Dazbo's Advent of Code solutions, written in Python

Breadth First Search (BFS)pathlibgraphsnetworkxmatplotlib

A little bit tricky, this one.

I’ve created two solutions for this:

- Solution #1 - Manually building a graph using an adjacency dictionary
- Solution #2 - Using NetworkX to facilitate building the graph, and to visualise
- Visualisation - The visualisation code

We’re told we’re navigating a cave system which contains large caves (denoted by uppercase labels) and small caves (denoted by lowercase labels).

The input data looks something like this:

```
start-A
start-b
A-c
A-b
b-d
A-end
b-end
```

And if we map out these connections, they can be visualised like this:

```
start
/ \
c--A-----b--d
\ /
end
```

We’re asked to find the number of distinct paths that start at `start`

and end at `end`

, and don’t visit any small caves more than once.

This is the no frills solution.

Whenever we need to find all the paths from one point to another, a **BFS** should immediately come to mind as a possible way to solve the problem. The BFS is an algorithm we can always use to find all paths between two points. The tricky addition to this problem is that the small caves are one-way gates.

Nothing new here:

```
import logging
import os
import time
from collections import defaultdict, deque
logging.basicConfig(format="%(asctime)s.%(msecs)03d:%(levelname)s:%(name)s:\t%(message)s",
datefmt='%H:%M:%S')
logger = logging.getLogger(__name__)
logger.setLevel(level=logging.INFO)
SCRIPT_DIR = os.path.dirname(__file__)
INPUT_FILE = "input/input.txt"
# INPUT_FILE = "input/sample_input.txt"
```

Now we need to build a **graph**. In computing (and maths), a graph is a finite set of *vertices* (aka *nodes* or *points*), which are connected by *edges* (aka *links*).

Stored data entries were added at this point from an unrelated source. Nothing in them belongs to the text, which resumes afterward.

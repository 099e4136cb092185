use super::*;

/// Tests paging through restaurants ordered by name.
///
/// Expected: Ok with the requested slice and the overall total
#[tokio::test]
async fn returns_requested_page() -> Result<(), DbErr> {
    let test = TestBuilder::new()
        .with_account_tables()
        .build()
        .await
        .unwrap();
    let db = test.db.as_ref().unwrap();

    for name in ["Delta", "Alpha", "Charlie", "Bravo", "Echo"] {
        factory::restaurant::RestaurantFactory::new(db)
            .name(name)
            .build()
            .await?;
    }

    let repo = RestaurantRepository::new(db);
    let (first, total) = repo.get_paginated(0, 2).await?;
    let (last, _) = repo.get_paginated(2, 2).await?;

    assert_eq!(total, 5);
    assert_eq!(
        first.iter().map(|r| r.name.as_str()).collect::<Vec<_>>(),
        vec!["Alpha", "Bravo"]
    );
    assert_eq!(last.len(), 1);
    assert_eq!(last[0].name, "Echo");

    Ok(())
}

/// Expected: Ok with no restaurants and zero total
#[tokio::test]
async fn returns_empty_page_without_restaurants() -> Result<(), DbErr> {
    let test = TestBuilder::new()
        .with_account_tables()
        .build()
        .await
        .unwrap();
    let db = test.db.as_ref().unwrap();

    let repo = RestaurantRepository::new(db);
    let (restaurants, total) = repo.get_paginated(0, 10).await?;

    assert!(restaurants.is_empty());
    assert_eq!(total, 0);

    Ok(())
}
//! Menu option factory.

use crate::factory::helpers::next_id;
use sea_orm::{ActiveModelTrait, ActiveValue, DatabaseConnection, DbErr};

pub struct MenuOptionFactory<'a> {
    db: &'a DatabaseConnection,
    option_group_id: i32,
    name: String,
    price: i32,
}

impl<'a> MenuOptionFactory<'a> {
    /// Creates a new factory named `"Option {id}"` priced at 500 by default.
    pub fn new(db: &'a DatabaseConnection, option_group_id: i32) -> Self {
        Self {
            db,
            option_group_id,
            name: format!("Option {}", next_id()),
            price: 500,
        }
    }

    pub fn name(mut self, name: impl Into<String>) -> Self {
        self.name = name.into();
        self
    }

    pub fn price(mut self, price: i32) -> Self {
        self.price = price;
        self
    }

    pub async fn build(self) -> Result<entity::menu_option::Model, DbErr> {
        entity::menu_option::ActiveModel {
            id: ActiveValue::NotSet,
            option_group_id: ActiveValue::Set(self.option_group_id),
            name: ActiveValue::Set(self.name),
            price: ActiveValue::Set(self.price),
        }
        .insert(self.db)
        .await
    }
}

pub async fn create_menu_option(
    db: &DatabaseConnection,
    option_group_id: i32,
) -> Result<entity::menu_option::Model, DbErr> {
    MenuOptionFactory::new(db, option_group_id).build().await
}
//! Order factory for inserting stored order snapshots directly.

use chrono::Utc;
use entity::sea_orm_active_enums::{OrderStatus, PaymentType};
use sea_orm::{ActiveModelTrait, ActiveValue, DatabaseConnection, DbErr};
use serde_json::json;

/// Factory for stored orders.
///
/// The default detail is a single line `"Menu"` priced 10000 with quantity 1
/// and no options, so `total_price` defaults to 10000.
pub struct OrderFactory<'a> {
    db: &'a DatabaseConnection,
    user_id: Option<i32>,
    restaurant_id: Option<i32>,
    payment_type: PaymentType,
    status: OrderStatus,
    discount_amount: i64,
    total_price: i64,
    detail: serde_json::Value,
}

impl<'a> OrderFactory<'a> {
    pub fn new(db: &'a DatabaseConnection, user_id: i32, restaurant_id: i32) -> Self {
        Self {
            db,
            user_id: Some(user_id),
            restaurant_id: Some(restaurant_id),
            payment_type: PaymentType::Offline,
            status: OrderStatus::NotPayment,
            discount_amount: 0,
            total_price: 10000,
            detail: json!([{
                "name": "Menu",
                "price": 10000,
                "quantity": 1,
                "sub_price": 10000,
                "group": []
            }]),
        }
    }

    pub fn status(mut self, status: OrderStatus) -> Self {
        self.status = status;
        self
    }

    pub fn payment_type(mut self, payment_type: PaymentType) -> Self {
        self.payment_type = payment_type;
        self
    }

    pub fn detail(mut self, detail: serde_json::Value, total_price: i64) -> Self {
        self.detail = detail;
        self.total_price = total_price;
        self
    }

    pub async fn build(self) -> Result<entity::order::Model, DbErr> {
        entity::order::ActiveModel {
            id: ActiveValue::NotSet,
            user_id: ActiveValue::Set(self.user_id),
            restaurant_id: ActiveValue::Set(self.restaurant_id),
            payment_type: ActiveValue::Set(self.payment_type),
            status: ActiveValue::Set(self.status),
            discount_amount: ActiveValue::Set(self.discount_amount),
            total_price: ActiveValue::Set(self.total_price),
            detail: ActiveValue::Set(self.detail),
            created_at: ActiveValue::Set(Utc::now()),
        }
        .insert(self.db)
        .await
    }
}

pub async fn create_order(
    db: &DatabaseConnection,
    user_id: i32,
    restaurant_id: i32,
) -> Result<entity::order::Model, DbErr> {
    OrderFactory::new(db, user_id, restaurant_id).build().await
}
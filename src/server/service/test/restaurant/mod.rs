use crate::server::{
    data::{
        menu::MenuRepository, menu_category::MenuCategoryRepository,
        menu_option::MenuOptionRepository, option_group::OptionGroupRepository,
        order::OrderRepository, restaurant::RestaurantRepository,
    },
    error::{auth::AuthError, AppError},
    model::restaurant::{CreateRestaurantParam, SignUpRestaurantParam, UpdateRestaurantParam},
    service::{
        restaurant::RestaurantService,
        token::{AccountKind, TokenService, TokenType},
    },
};
use test_utils::{builder::TestBuilder, factory};

mod leave;
mod sign_in;

fn sign_up_param(email: &str, password: &str) -> SignUpRestaurantParam {
    SignUpRestaurantParam {
        email: email.to_string(),
        password: password.to_string(),
        name: "Corner Bistro".to_string(),
        phone: "02-555-0100".to_string(),
        address: "1 Main Street".to_string(),
        description: None,
    }
}
//! Shared helper utilities for factory methods.

use sea_orm::{DatabaseConnection, DbErr};

/// Counter for generating unique names and emails in tests.
static COUNTER: std::sync::atomic::AtomicU64 = std::sync::atomic::AtomicU64::new(1);

/// Gets the next unique counter value for test data.
pub fn next_id() -> u64 {
    COUNTER.fetch_add(1, std::sync::atomic::Ordering::SeqCst)
}

/// Full path from a restaurant down to a single option.
pub struct MenuTree {
    pub restaurant: entity::restaurant::Model,
    pub category: entity::menu_category::Model,
    pub menu: entity::menu::Model,
    pub group: entity::option_group::Model,
    pub option: entity::menu_option::Model,
}

/// Creates a restaurant with one category, menu, option group and option.
///
/// All entities are created with default values. Use the individual
/// factories if you need to customize specific entities.
///
/// # Returns
/// - `Ok(MenuTree)` - All created entities
/// - `Err(DbErr)` - Database error during creation
pub async fn create_menu_tree(db: &DatabaseConnection) -> Result<MenuTree, DbErr> {
    let restaurant = crate::factory::restaurant::create_restaurant(db).await?;
    create_menu_tree_for_restaurant(db, restaurant).await
}

/// Creates a category, menu, option group and option under an existing restaurant.
pub async fn create_menu_tree_for_restaurant(
    db: &DatabaseConnection,
    restaurant: entity::restaurant::Model,
) -> Result<MenuTree, DbErr> {
    let category = crate::factory::menu_category::create_menu_category(db, restaurant.id).await?;
    let menu = crate::factory::menu::create_menu(db, category.id).await?;
    let group = crate::factory::option_group::create_option_group(db, menu.id).await?;
    let option = crate::factory::menu_option::create_menu_option(db, group.id).await?;

    Ok(MenuTree {
        restaurant,
        category,
        menu,
        group,
        option,
    })
}
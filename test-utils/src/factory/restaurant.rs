//! Restaurant factory for creating test restaurant accounts.

use crate::factory::helpers::next_id;
use chrono::Utc;
use sea_orm::{ActiveModelTrait, ActiveValue, DatabaseConnection, DbErr};

/// Factory for creating test restaurants with customizable fields.
///
/// The default `password_hash` is not a valid Argon2 hash; tests that sign
/// in should set one produced by the password hashing utility.
///
/// # Example
///
/// ```rust,ignore
/// let restaurant = RestaurantFactory::new(&db)
///     .email("owner@bistro.test")
///     .name("Bistro")
///     .build()
///     .await?;
/// ```
pub struct RestaurantFactory<'a> {
    db: &'a DatabaseConnection,
    email: String,
    password_hash: String,
    name: String,
    phone: String,
    address: String,
    description: Option<String>,
}

impl<'a> RestaurantFactory<'a> {
    /// Creates a new RestaurantFactory with default values.
    ///
    /// Defaults:
    /// - email: `"restaurant{id}@example.com"`
    /// - name: `"Restaurant {id}"`
    /// - description: `None`
    pub fn new(db: &'a DatabaseConnection) -> Self {
        let id = next_id();
        Self {
            db,
            email: format!("restaurant{}@example.com", id),
            password_hash: "not-a-hash".to_string(),
            name: format!("Restaurant {}", id),
            phone: "010-0000-0000".to_string(),
            address: format!("{} Main Street", id),
            description: None,
        }
    }

    pub fn email(mut self, email: impl Into<String>) -> Self {
        self.email = email.into();
        self
    }

    pub fn password_hash(mut self, password_hash: impl Into<String>) -> Self {
        self.password_hash = password_hash.into();
        self
    }

    pub fn name(mut self, name: impl Into<String>) -> Self {
        self.name = name.into();
        self
    }

    pub fn address(mut self, address: impl Into<String>) -> Self {
        self.address = address.into();
        self
    }

    pub fn description(mut self, description: impl Into<String>) -> Self {
        self.description = Some(description.into());
        self
    }

    /// Builds and inserts the restaurant entity into the database.
    pub async fn build(self) -> Result<entity::restaurant::Model, DbErr> {
        entity::restaurant::ActiveModel {
            id: ActiveValue::NotSet,
            email: ActiveValue::Set(self.email),
            password_hash: ActiveValue::Set(self.password_hash),
            name: ActiveValue::Set(self.name),
            phone: ActiveValue::Set(self.phone),
            address: ActiveValue::Set(self.address),
            description: ActiveValue::Set(self.description),
            created_at: ActiveValue::Set(Utc::now()),
        }
        .insert(self.db)
        .await
    }
}

/// Creates a restaurant with default values.
pub async fn create_restaurant(
    db: &DatabaseConnection,
) -> Result<entity::restaurant::Model, DbErr> {
    RestaurantFactory::new(db).build().await
}
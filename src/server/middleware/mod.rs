//! Request guards shared by the controllers.

pub mod auth;
//! Menu option service. Options are leaves, so removal needs no cascade
//! beyond the options themselves.

use sea_orm::{DatabaseConnection, TransactionTrait};

use crate::server::{
    data::menu_option::MenuOptionRepository,
    error::AppError,
    model::menu::{CreateOptionParam, MenuOption, UpdateOptionParam},
    service::menu::{access::MenuAccess, cascade::MenuTreeCascade, OPTION_NAME_TAKEN},
};

pub struct MenuOptionService<'a> {
    db: &'a DatabaseConnection,
}

impl<'a> MenuOptionService<'a> {
    pub fn new(db: &'a DatabaseConnection) -> Self {
        Self { db }
    }

    /// # Returns
    /// - `Ok(MenuOption)` - The created option
    /// - `Err(AppError::NotFound)` - Group missing or owned by another restaurant
    /// - `Err(AppError::Conflict)` - The group already has an option with this name
    pub async fn upload(
        &self,
        restaurant_id: i32,
        param: CreateOptionParam,
    ) -> Result<MenuOption, AppError> {
        MenuAccess::new(self.db, restaurant_id)
            .group(param.option_group_id)
            .await?;

        let repo = MenuOptionRepository::new(self.db);
        if repo
            .name_exists(param.option_group_id, &param.name, None)
            .await?
        {
            return Err(AppError::Conflict(format!(
                "Option '{}' already exists in this group",
                param.name
            )));
        }

        Ok(repo
            .create(param)
            .await
            .map_err(AppError::conflict_on_unique(OPTION_NAME_TAKEN))?)
    }

    pub async fn get(&self, restaurant_id: i32, id: i32) -> Result<MenuOption, AppError> {
        MenuAccess::new(self.db, restaurant_id).option(id).await
    }

    pub async fn list(
        &self,
        restaurant_id: i32,
        option_group_id: i32,
    ) -> Result<Vec<MenuOption>, AppError> {
        MenuAccess::new(self.db, restaurant_id)
            .group(option_group_id)
            .await?;

        Ok(MenuOptionRepository::new(self.db)
            .get_by_group(option_group_id)
            .await?)
    }

    /// Applies a partial update of name and price.
    ///
    /// # Returns
    /// - `Err(AppError::Conflict)` - New name is taken in the same group
    pub async fn edit(
        &self,
        restaurant_id: i32,
        param: UpdateOptionParam,
    ) -> Result<MenuOption, AppError> {
        let option = MenuAccess::new(self.db, restaurant_id)
            .option(param.id)
            .await?;

        let repo = MenuOptionRepository::new(self.db);
        if let Some(name) = &param.name {
            if repo
                .name_exists(option.option_group_id, name, Some(option.id))
                .await?
            {
                return Err(AppError::Conflict(format!(
                    "Option '{}' already exists in this group",
                    name
                )));
            }
        }

        Ok(repo
            .update(param)
            .await
            .map_err(AppError::conflict_on_unique(OPTION_NAME_TAKEN))?)
    }

    /// Removes options, all or nothing.
    pub async fn remove(&self, restaurant_id: i32, ids: &[i32]) -> Result<(), AppError> {
        let txn = self.db.begin().await?;

        let access = MenuAccess::new(&txn, restaurant_id);
        for id in ids {
            access.option(*id).await?;
        }
        MenuTreeCascade::new(&txn).remove_options(ids).await?;

        txn.commit().await?;

        tracing::info!("Restaurant {} removed options {:?}", restaurant_id, ids);

        Ok(())
    }
}
//! Option group repository.

use sea_orm::{
    ActiveModelTrait, ActiveValue, ColumnTrait, ConnectionTrait, DbErr, EntityTrait,
    PaginatorTrait, QueryFilter, QueryOrder, QuerySelect,
};

use crate::server::model::menu::{OptionGroup, UpdateGroupParam};

pub struct OptionGroupRepository<'a, C: ConnectionTrait> {
    db: &'a C,
}

impl<'a, C: ConnectionTrait> OptionGroupRepository<'a, C> {
    pub fn new(db: &'a C) -> Self {
        Self { db }
    }

    /// Inserts a group row. Options are created separately.
    pub async fn create(
        &self,
        menu_id: i32,
        name: String,
        max_count: i32,
    ) -> Result<OptionGroup, DbErr> {
        let entity = entity::option_group::ActiveModel {
            menu_id: ActiveValue::Set(menu_id),
            name: ActiveValue::Set(name),
            max_count: ActiveValue::Set(max_count),
            ..Default::default()
        }
        .insert(self.db)
        .await?;

        Ok(OptionGroup::from_entity(entity))
    }

    pub async fn find_by_id(&self, id: i32) -> Result<Option<OptionGroup>, DbErr> {
        let entity = entity::prelude::OptionGroup::find_by_id(id)
            .one(self.db)
            .await?;

        Ok(entity.map(OptionGroup::from_entity))
    }

    pub async fn get_by_menu(&self, menu_id: i32) -> Result<Vec<OptionGroup>, DbErr> {
        self.get_by_menus(&[menu_id]).await
    }

    /// Gets the groups of several menus ordered by ID.
    pub async fn get_by_menus(&self, menu_ids: &[i32]) -> Result<Vec<OptionGroup>, DbErr> {
        if menu_ids.is_empty() {
            return Ok(Vec::new());
        }

        let entities = entity::prelude::OptionGroup::find()
            .filter(entity::option_group::Column::MenuId.is_in(menu_ids.iter().copied()))
            .order_by_asc(entity::option_group::Column::Id)
            .all(self.db)
            .await?;

        Ok(entities.into_iter().map(OptionGroup::from_entity).collect())
    }

    pub async fn get_ids_by_menus(&self, menu_ids: &[i32]) -> Result<Vec<i32>, DbErr> {
        if menu_ids.is_empty() {
            return Ok(Vec::new());
        }

        entity::prelude::OptionGroup::find()
            .select_only()
            .column(entity::option_group::Column::Id)
            .filter(entity::option_group::Column::MenuId.is_in(menu_ids.iter().copied()))
            .into_tuple()
            .all(self.db)
            .await
    }

    /// Checks whether the menu already has a group with this name,
    /// ignoring `exclude_id` when renaming.
    pub async fn name_exists(
        &self,
        menu_id: i32,
        name: &str,
        exclude_id: Option<i32>,
    ) -> Result<bool, DbErr> {
        let mut query = entity::prelude::OptionGroup::find()
            .filter(entity::option_group::Column::MenuId.eq(menu_id))
            .filter(entity::option_group::Column::Name.eq(name));
        if let Some(id) = exclude_id {
            query = query.filter(entity::option_group::Column::Id.ne(id));
        }

        Ok(query.count(self.db).await? > 0)
    }

    /// Applies a partial update of name and max_count.
    ///
    /// # Returns
    /// - `Ok(OptionGroup)` - The updated group
    /// - `Err(DbErr::RecordNotFound)` - No group exists with the specified ID
    pub async fn update(&self, param: UpdateGroupParam) -> Result<OptionGroup, DbErr> {
        let group = entity::prelude::OptionGroup::find_by_id(param.id)
            .one(self.db)
            .await?
            .ok_or(DbErr::RecordNotFound(format!(
                "Option group with id {} not found",
                param.id
            )))?;

        let mut active_model: entity::option_group::ActiveModel = group.clone().into();
        if let Some(name) = param.name {
            active_model.name = ActiveValue::Set(name);
        }
        if let Some(max_count) = param.max_count {
            active_model.max_count = ActiveValue::Set(max_count);
        }

        if !active_model.is_changed() {
            return Ok(OptionGroup::from_entity(group));
        }

        let entity = active_model.update(self.db).await?;

        Ok(OptionGroup::from_entity(entity))
    }

    /// Deletes groups by ID. Their options must already be removed.
    pub async fn delete_many(&self, ids: &[i32]) -> Result<u64, DbErr> {
        if ids.is_empty() {
            return Ok(0);
        }

        let result = entity::prelude::OptionGroup::delete_many()
            .filter(entity::option_group::Column::Id.is_in(ids.iter().copied()))
            .exec(self.db)
            .await?;

        Ok(result.rows_affected)
    }
}
//! Menu tree domain models: categories, menus, option groups and options.

use crate::model::menu::{
    EditGroupDto, EditMenuDto, EditOptionDto, GroupDto, MenuCategoryDto, MenuDto, OptionDto,
    UploadGroupDto, UploadMenuDto, UploadMenuGroupDto, UploadMenuOptionDto, UploadOptionDto,
};

#[derive(Debug, Clone, PartialEq)]
pub struct MenuCategory {
    pub id: i32,
    pub restaurant_id: i32,
    pub name: String,
}

impl MenuCategory {
    pub fn from_entity(entity: entity::menu_category::Model) -> Self {
        Self {
            id: entity.id,
            restaurant_id: entity.restaurant_id,
            name: entity.name,
        }
    }

    pub fn into_dto(self) -> MenuCategoryDto {
        MenuCategoryDto {
            mc_id: self.id,
            name: self.name,
        }
    }
}

#[derive(Debug, Clone, PartialEq)]
pub struct Menu {
    pub id: i32,
    pub menu_category_id: i32,
    pub name: String,
    pub price: i32,
    pub description: Option<String>,
    pub image: Option<String>,
}

impl Menu {
    pub fn from_entity(entity: entity::menu::Model) -> Self {
        Self {
            id: entity.id,
            menu_category_id: entity.menu_category_id,
            name: entity.name,
            price: entity.price,
            description: entity.description,
            image: entity.image,
        }
    }
}

#[derive(Debug, Clone, PartialEq)]
pub struct OptionGroup {
    pub id: i32,
    pub menu_id: i32,
    pub name: String,
    /// Maximum number of options a customer may pick from this group.
    pub max_count: i32,
}

impl OptionGroup {
    pub fn from_entity(entity: entity::option_group::Model) -> Self {
        Self {
            id: entity.id,
            menu_id: entity.menu_id,
            name: entity.name,
            max_count: entity.max_count,
        }
    }
}

#[derive(Debug, Clone, PartialEq)]
pub struct MenuOption {
    pub id: i32,
    pub option_group_id: i32,
    pub name: String,
    pub price: i32,
}

impl MenuOption {
    pub fn from_entity(entity: entity::menu_option::Model) -> Self {
        Self {
            id: entity.id,
            option_group_id: entity.option_group_id,
            name: entity.name,
            price: entity.price,
        }
    }

    pub fn into_dto(self) -> OptionDto {
        OptionDto {
            o_id: self.id,
            g_id: self.option_group_id,
            name: self.name,
            price: self.price,
        }
    }
}

/// Option group together with all of its options.
#[derive(Debug, Clone, PartialEq)]
pub struct GroupWithOptions {
    pub group: OptionGroup,
    pub options: Vec<MenuOption>,
}

impl GroupWithOptions {
    pub fn into_dto(self) -> GroupDto {
        GroupDto {
            g_id: self.group.id,
            m_id: self.group.menu_id,
            name: self.group.name,
            max_count: self.group.max_count,
            option: self.options.into_iter().map(MenuOption::into_dto).collect(),
        }
    }
}

/// Menu with its full group and option subtree.
#[derive(Debug, Clone, PartialEq)]
pub struct MenuWithGroups {
    pub menu: Menu,
    pub groups: Vec<GroupWithOptions>,
}

impl MenuWithGroups {
    pub fn into_dto(self) -> MenuDto {
        MenuDto {
            m_id: self.menu.id,
            mc_id: self.menu.menu_category_id,
            name: self.menu.name,
            price: self.menu.price,
            description: self.menu.description,
            image: self.menu.image,
            group: self
                .groups
                .into_iter()
                .map(GroupWithOptions::into_dto)
                .collect(),
        }
    }
}

#[derive(Debug, Clone)]
pub struct CreateMenuCategoryParam {
    pub restaurant_id: i32,
    pub name: String,
}

#[derive(Debug, Clone)]
pub struct CreateOptionParam {
    pub option_group_id: i32,
    pub name: String,
    pub price: i32,
}

impl CreateOptionParam {
    pub fn from_dto(dto: UploadOptionDto) -> Self {
        Self {
            option_group_id: dto.g_id,
            name: dto.name,
            price: dto.price,
        }
    }
}

/// Option nested in a group that is created in the same request.
#[derive(Debug, Clone)]
pub struct NewOption {
    pub name: String,
    pub price: i32,
}

impl NewOption {
    fn from_dto(dto: UploadMenuOptionDto) -> Self {
        Self {
            name: dto.name,
            price: dto.price,
        }
    }
}

#[derive(Debug, Clone)]
pub struct CreateGroupParam {
    pub menu_id: i32,
    pub name: String,
    pub max_count: i32,
    pub options: Vec<NewOption>,
}

impl CreateGroupParam {
    pub fn from_dto(dto: UploadGroupDto) -> Self {
        Self {
            menu_id: dto.m_id,
            name: dto.name,
            max_count: dto.max_count,
            options: dto.option.into_iter().map(NewOption::from_dto).collect(),
        }
    }
}

/// Group nested in a menu that is created in the same request.
#[derive(Debug, Clone)]
pub struct NewGroup {
    pub name: String,
    pub max_count: i32,
    pub options: Vec<NewOption>,
}

impl NewGroup {
    fn from_dto(dto: UploadMenuGroupDto) -> Self {
        Self {
            name: dto.name,
            max_count: dto.max_count,
            options: dto
                .option
                .into_iter()
                .map(NewOption::from_dto)
                .collect(),
        }
    }
}

#[derive(Debug, Clone)]
pub struct CreateMenuParam {
    pub menu_category_id: i32,
    pub name: String,
    pub price: i32,
    pub description: Option<String>,
    pub image: Option<String>,
    pub groups: Vec<NewGroup>,
}

impl CreateMenuParam {
    pub fn from_dto(dto: UploadMenuDto) -> Self {
        Self {
            menu_category_id: dto.mc_id,
            name: dto.name,
            price: dto.price,
            description: dto.description,
            image: dto.image,
            groups: dto.group.into_iter().map(NewGroup::from_dto).collect(),
        }
    }
}

/// Partial menu update. `None` leaves the column untouched.
#[derive(Debug, Clone, Default)]
pub struct UpdateMenuParam {
    pub id: i32,
    pub name: Option<String>,
    pub price: Option<i32>,
    pub description: Option<String>,
    pub image: Option<String>,
}

impl UpdateMenuParam {
    pub fn from_dto(dto: EditMenuDto) -> Self {
        Self {
            id: dto.m_id,
            name: dto.name,
            price: dto.price,
            description: dto.description,
            image: dto.image,
        }
    }
}

#[derive(Debug, Clone, Default)]
pub struct UpdateGroupParam {
    pub id: i32,
    pub name: Option<String>,
    pub max_count: Option<i32>,
}

impl UpdateGroupParam {
    pub fn from_dto(dto: EditGroupDto) -> Self {
        Self {
            id: dto.g_id,
            name: dto.name,
            max_count: dto.max_count,
        }
    }
}

#[derive(Debug, Clone, Default)]
pub struct UpdateOptionParam {
    pub id: i32,
    pub name: Option<String>,
    pub price: Option<i32>,
}

impl UpdateOptionParam {
    pub fn from_dto(dto: EditOptionDto) -> Self {
        Self {
            id: dto.o_id,
            name: dto.name,
            price: dto.price,
        }
    }
}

If the *edges* have a direction, they are represented as arrows, and the graph is a *directed graph*. If the direction doesn’t matter, then *edges* are represented as lines, and the graph is an *undirected graph*. An undirected graph looks something like this:

Here, it makes sense to represent our network of caves as an undirected graph, and then to find all the unique paths through it, given the “small caves” constraint.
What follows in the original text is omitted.